Measuring soft factors differently: through capacity building and collective intelligence

Re-enchanting the creativity of mission-driven companies

When finance began trying to make the world of impact viable and help it grow, the first instinct was to turn every human intuition into a numerical indicator, every quality into a KPI, and every human dynamic into an Excel spreadsheet. This logic is naturally inherited from the world of hard factors, where one can indeed measure temperature, speed, or performance with precision — and where two observers will invariably obtain the same value.

But soft factors — intention, alignment, living governance, authentic leadership, impact potential, cultural coherence — cannot be broken down into decimals or mechanical sub-indicators. As this other article reminds us "The silent trap of criteria turning into objectives: a challenge for impact finance" and the web page "The AGILE tool explained like I’m five", trying to atomize these dimensions into mini-KPIs leads to heaviness, superficiality, and paradoxically, less comparability, even creating distance that distorts the measurement.

In response to this dead end, another path is proposed: strengthen people rather than multiply metrics. The world of training faces the same challenges, for example, in avoiding the overload and dilution of training on behavioral skills. In most cases, the ideal solution comes from a mix of hard measurement (KPIs) and the ability to measure the unmeasurable (soft), often taking a different shape in each use case.

Let’s take a closer look at how soft factors can be measured in real time.

1. Measuring soft factors through capacity building

Measuring the human requires… developing the human.

Instead of adding intermediate methodological layers, which make everything more expensive, more complex, longer, and heavier, the approach rather consists of:

  • Training evaluators to recognize impact patterns.
  • Giving them a simple, stable, and shared common language.
  • Creating regular learning loops where everyone compares, refines, and aligns their observations, peer-to-peer.
  • Evolving the collective understanding of a criterion as real projects enrich the knowledge base.

Over time, this capacity building reduces the grey area:

"More feedback → more convergence → more reliability."

It is ultimately the opposite of a frozen KPI: it is a living, sensitive and robust measure, rooted in practice, that is documented, sourced, and shared.

2. Collective intelligence: a powerful sensor

In impact work, a single perspective is never enough.
The solution is often to cross-check observers.
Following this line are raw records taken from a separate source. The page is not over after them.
//! Runner tests against in-memory sessions, no browser needed

use std::collections::HashMap;
use std::sync::atomic::{AtomicUsize, Ordering};
use std::sync::{Arc, Mutex, OnceLock};
use std::time::Duration;

use async_trait::async_trait;
use transcheck_common::{
    Category, Corpus, FailureReason, LengthClass, RenderingSurface, ScriptRange, SettleBudget,
    SnapshotSurface, SurfaceSnapshot, TestCase, UiOutcome, Verdict, Verifier,
};
use transcheck_e2e::{
    run_ui_checks, E2eError, E2eResult, RunnerOptions, Session, SessionFactory, SuiteRunner,
    UiCheckOptions,
};

/// What the page shows once a phrase has been typed
#[derive(Clone, Default)]
struct Page {
    snapshot: SurfaceSnapshot,
    delay: Duration,
}

#[derive(Default)]
struct StubFactory {
    pages: HashMap<String, Page>,
    unreachable: bool,
    broken_inputs: Vec<String>,
    has_clear_button: bool,
    opened: AtomicUsize,
    closed: Arc<AtomicUsize>,
}

impl StubFactory {
    fn page(mut self, input: &str, output: &str, delay_ms: u64) -> Self {
        self.pages.insert(
            input.to_string(),
            Page {
                snapshot: SurfaceSnapshot {
                    controls: vec![input.to_string(), output.to_string()],
                    regions: Vec::new(),
                },
                delay: Duration::from_millis(delay_ms),
            },
        );
        self
    }
}

struct StubSession {
    pages: HashMap<String, Page>,
    broken_inputs: Vec<String>,
    has_clear_button: bool,
    input: Mutex<String>,
    surface: OnceLock<SnapshotSurface>,
    closed: Arc<AtomicUsize>,
}

static BLANK: OnceLock<SnapshotSurface> = OnceLock::new();

#[async_trait]
impl Session for StubSession {
    async fn fill_input(&self, text: &str) -> E2eResult<()> {
        if self.broken_inputs.iter().any(|b| b == text) {
            return Err(E2eError::Driver(format!("fill rejected {:?}", text)));
        }
        *self.input.lock().unwrap() = text.to_string();
        let page = self.pages.get(text).cloned().unwrap_or_default();
        let _ = self.surface.set(SnapshotSurface::new(page.snapshot));
        Ok(())
    }

    async fn settle(&self, _duration: Duration) -> E2eResult<()> {
        let input = self.input.lock().unwrap().clone();
        if let Some(page) = self.pages.get(&input) {
            tokio::time::sleep(page.delay).await;
        }
        Ok(())
    }

    async fn input_value(&self) -> E2eResult<String> {
        Ok(self.input.lock().unwrap().clone())
    }

    async fn click_text(&self, text: &str) -> E2eResult<bool> {
        if self.has_clear_button && text == "Clear" {
            self.input.lock().unwrap().clear();
            Ok(true)
        } else {
            Ok(false)
        }
    }

    fn surface(&self) -> &dyn RenderingSurface {
        self.surface
            .get()
            .unwrap_or_else(|| BLANK.get_or_init(SnapshotSurface::default))
    }

    async fn close(self: Box<Self>) -> E2eResult<()> {
        self.closed.fetch_add(1, Ordering::SeqCst);
        Ok(())
    }
}

#[async_trait]
impl SessionFactory for StubFactory {
    async fn preflight(&self) -> E2eResult<()> {
        if self.unreachable {
            Err(E2eError::SurfaceUnavailable("stub target is down".into()))
        } else {
            Ok(())
        }
    }

    async fn open(&self) -> E2eResult<Box<dyn Session>> {
        self.opened.fetch_add(1, Ordering::SeqCst);
        Ok(Box::new(StubSession {
            pages: self.pages.clone(),
            broken_inputs: self.broken_inputs.clone(),
            has_clear_button: self.has_clear_button,
            input: Mutex::new(String::new()),
            surface: OnceLock::new(),
            closed: self.closed.clone(),
        }))
    }

    fn target(&self) -> &str {
        "stub://translator"
    }
}

fn case(id: &str, input: &str, expected: &str) -> TestCase {
    TestCase {
        id: id.to_string(),
        name: format!("{} case", id),
        category: Category::Positive,
        length_class: LengthClass::S,
        input: input.to_string(),
        expected: expected.to_string(),
    }
}

fn corpus(cases: Vec<TestCase>) -> Corpus {
    Corpus::new("inline", cases).unwrap()
}

fn runner(factory: Arc<StubFactory>, concurrency: usize, fail_fast: bool) -> SuiteRunner {
    SuiteRunner::new(
        factory,
        Verifier::default(),
        RunnerOptions {
            budget: SettleBudget::immediate(),
            concurrency,
            fail_fast,
        },
    )
}

#[tokio::test]
async fn test_results_keep_corpus_order_under_concurrency() {
    let factory = Arc::new(
        StubFactory::default()
            .page("mama yanavaa", "මම යනවා", 80)
            .page("api", "අපි", 5)
            .page("oyaa", "ඔයා", 30),
    );
    let corpus = corpus(vec![
        case("A", "mama yanavaa", "මම යනවා"),
        case("B", "api", "අපි"),
        case("C", "oyaa", "ඔයා"),
    ]);

    let report = runner(factory.clone(), 3, false).run(&corpus).await.unwrap();

    let ids: Vec<_> = report.results.iter().map(|r| r.id.as_str()).collect();
    assert_eq!(ids, vec!["A", "B", "C"]);
    assert_eq!(report.passed, 3);
    assert!(report.all_passed());
    assert_eq!(factory.opened.load(Ordering::SeqCst), 3);
    assert_eq!(factory.closed.load(Ordering::SeqCst), 3);
}

#[tokio::test]
async fn test_failures_are_reported_not_raised() {
    let factory = Arc::new(
        StubFactory::default()
            .page("mama giyaa", "මම ගියා", 0)
            .page("hello", "hello", 0),
    );
    let corpus = corpus(vec![
        case("Mismatch", "mama giyaa", "මම යනවා"),
        case("Latin", "hello", "හෙලෝ"),
        case("Blank", "nothing renders", "අ"),
    ]);

    let report = runner(factory, 1, false).run(&corpus).await.unwrap();

    assert_eq!(report.failed, 3);
    let reasons: Vec<_> = report.failures.iter().map(|f| f.reason).collect();
    assert_eq!(
        reasons,
        vec![
            Some(FailureReason::Mismatch),
            Some(FailureReason::NoTargetScript),
            Some(FailureReason::EmptyOutput),
        ]
    );
    assert_eq!(report.failures[0].cleaned_payload, "මම ගියා");
    assert_eq!(report.failures[0].expected, "මම යනවා");
}

#[tokio::test]
async fn test_fail_fast_stops_scheduling() {
    let factory = Arc::new(
        StubFactory::default()
            .page("a", "අ", 0)
            .page("b", "බ", 0),
    );
    let corpus = corpus(vec![
        case("P1", "a", "අ"),
        case("F1", "b", "ක"),
        case("P2", "a", "අ"),
        case("P3", "a", "අ"),
    ]);

    let report = runner(factory.clone(), 1, true).run(&corpus).await.unwrap();

    assert_eq!(report.results.len(), 2);
    assert_eq!(report.results[1].verdict, Verdict::Fail);
    assert_eq!(report.skipped, 2);
    assert_eq!(report.total, 4);
    assert_eq!(factory.opened.load(Ordering::SeqCst), 2);
}

#[tokio::test]
async fn test_unreachable_target_aborts_before_any_session() {
    let factory = Arc::new(StubFactory {
        unreachable: true,
        ..Default::default()
    });
    let corpus = corpus(vec![case("A", "a", "අ")]);

    let err = runner(factory.clone(), 1, false).run(&corpus).await.unwrap_err();

    assert!(matches!(err, E2eError::SurfaceUnavailable(_)));
    assert_eq!(factory.opened.load(Ordering::SeqCst), 0);
}

#[tokio::test]
async fn test_failed_fill_is_fatal() {
    let factory = Arc::new(StubFactory {
        broken_inputs: vec!["b".to_string()],
        ..Default::default()
    }.page("a", "අ", 0));
    let corpus = corpus(vec![case("A", "a", "අ"), case("B", "b", "බ")]);

    let err = runner(factory, 1, false).run(&corpus).await.unwrap_err();
    assert!(matches!(err, E2eError::Driver(_)));
}

fn ui_options() -> UiCheckOptions {
    UiCheckOptions {
        budget: SettleBudget::immediate(),
        script: ScriptRange::default(),
        clear_button_text: "Clear".to_string(),
    }
}

fn ui_corpus() -> Corpus {
    corpus(vec![
        case("Pos_UI_0001", "saamaajika gaasthu", "සාමාජික ගාස්තු"),
        case("Pos_UI_0002", "api sellam karamu", "අපි සෙල්ලම් කරමු"),
    ])
}

#[tokio::test]
async fn test_ui_checks_pass_with_clear_button() {
    let factory = StubFactory {
        has_clear_button: true,
        ..Default::default()
    }
    .page("saamaajika gaasthu", " සාමාජික ගාස්තු ", 0)
    .page("api sellam karamu", "අපි සෙල්ලම් කරමු", 0);

    let checks = run_ui_checks(&factory, &ui_corpus(), &ui_options()).await.unwrap();

    assert_eq!(checks.len(), 2);
    assert!(checks.iter().all(|c| c.outcome == UiOutcome::Passed));
}

#[tokio::test]
async fn test_ui_checks_skip_missing_button_and_flag_wrong_output() {
    let factory = StubFactory::default()
        .page("saamaajika gaasthu", "සාමාජික", 0)
        .page("api sellam karamu", "අපි සෙල්ලම් කරමු", 0);

    let checks = run_ui_checks(&factory, &ui_corpus(), &ui_options()).await.unwrap();

    assert!(matches!(checks[0].outcome, UiOutcome::Failed(_)));
    assert!(matches!(checks[1].outcome, UiOutcome::Skipped(_)));
}

#[tokio::test]
async fn test_ui_checks_skip_when_phrases_missing() {
    let factory = StubFactory::default();
    let checks = run_ui_checks(&factory, &corpus(vec![]), &ui_options()).await.unwrap();

    assert!(checks.iter().all(|c| matches!(c.outcome, UiOutcome::Skipped(_))));
    assert_eq!(factory.opened.load(Ordering::SeqCst), 0);
}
When a sector expert, an entrepreneur, an investor, and a citizen answer the same question, their perceptions add up, correct, and complement one another. This process is called in the English-speaking world:

  • Collective intelligence,
  • Multi-stakeholder sensemaking,
  • Peer review meets outsider insight,
  • Reality triangulation...

In other words:
we don’t measure the project — we measure what the ecosystem sees of the project.

And since each angle covers the blind spot of another, the resulting convergence is more reliable than an isolated indicator.

3. Re-enchanting the spontaneity of mission-driven creativity

The risk of trying too hard to quantify soft factors is that it extinguishes the spark.

Mission-driven innovation often comes from:

  • a right intention,
  • a strong intuition,
  • a rare human alignment,
  • a humble and determined leadership.

These elements should not be broken down into ten mini-measures, but rather captured, listened to, interpreted.

By valuing a simple, subjective but structured reading — such as level 1 of the AGILE tool — an environment is created where intuition and vision are taken seriously, without being crushed by technicality.

Creativity then finds a space for expression:

"Entrepreneurial drive is no longer stifled under a battery of KPIs; it is supported, highlighted, and given points of reference."

This re-enchants the dynamic of mission-driven companies: they feel understood, not “measured”.

4. A new philosophy of measurement: human, progressive, living

The AGILE approach proposed on this portal assumes one essential idea:
it is possible to achieve reliability without losing sensitivity.

The method therefore combines:

  • a first spontaneous reading (first-impression assessment or sketch);
  • a second documented reading (evidence-based assessment);
  • a third action-oriented reading (impact roadmap or project governance).

It’s not a mechanism, it’s a shared learning journey.

Measurement becomes:

  • progressive (not everything is applied to everyone),
  • contextualized (peer + third party),
  • incremental (real data → increasingly refined grid),
  • compatible with existing methods (ESG, SDG, IRIS+, Impact Management Norms).

It is a deeply contemporary philosophy, aligned with international trends:

"Measure less harshly, train more, and understand better, while ultimately providing the data needed to track the project."

Conclusion: measuring soft factors is about learning together

Soft factors become reliable only when we stop trying to reduce them to numbers, and start to orchestrate collective intelligence around them.

This approach thus aims to:

  • protect creativity,
  • respect human complexity and work with it,
  • facilitate comparability over time,
  • enable the emergence of projects truly ready for impact finance.

In fact, it aims to reconcile two worlds:
the rigor expected by funders,
the freedom essential to mission-driven companies.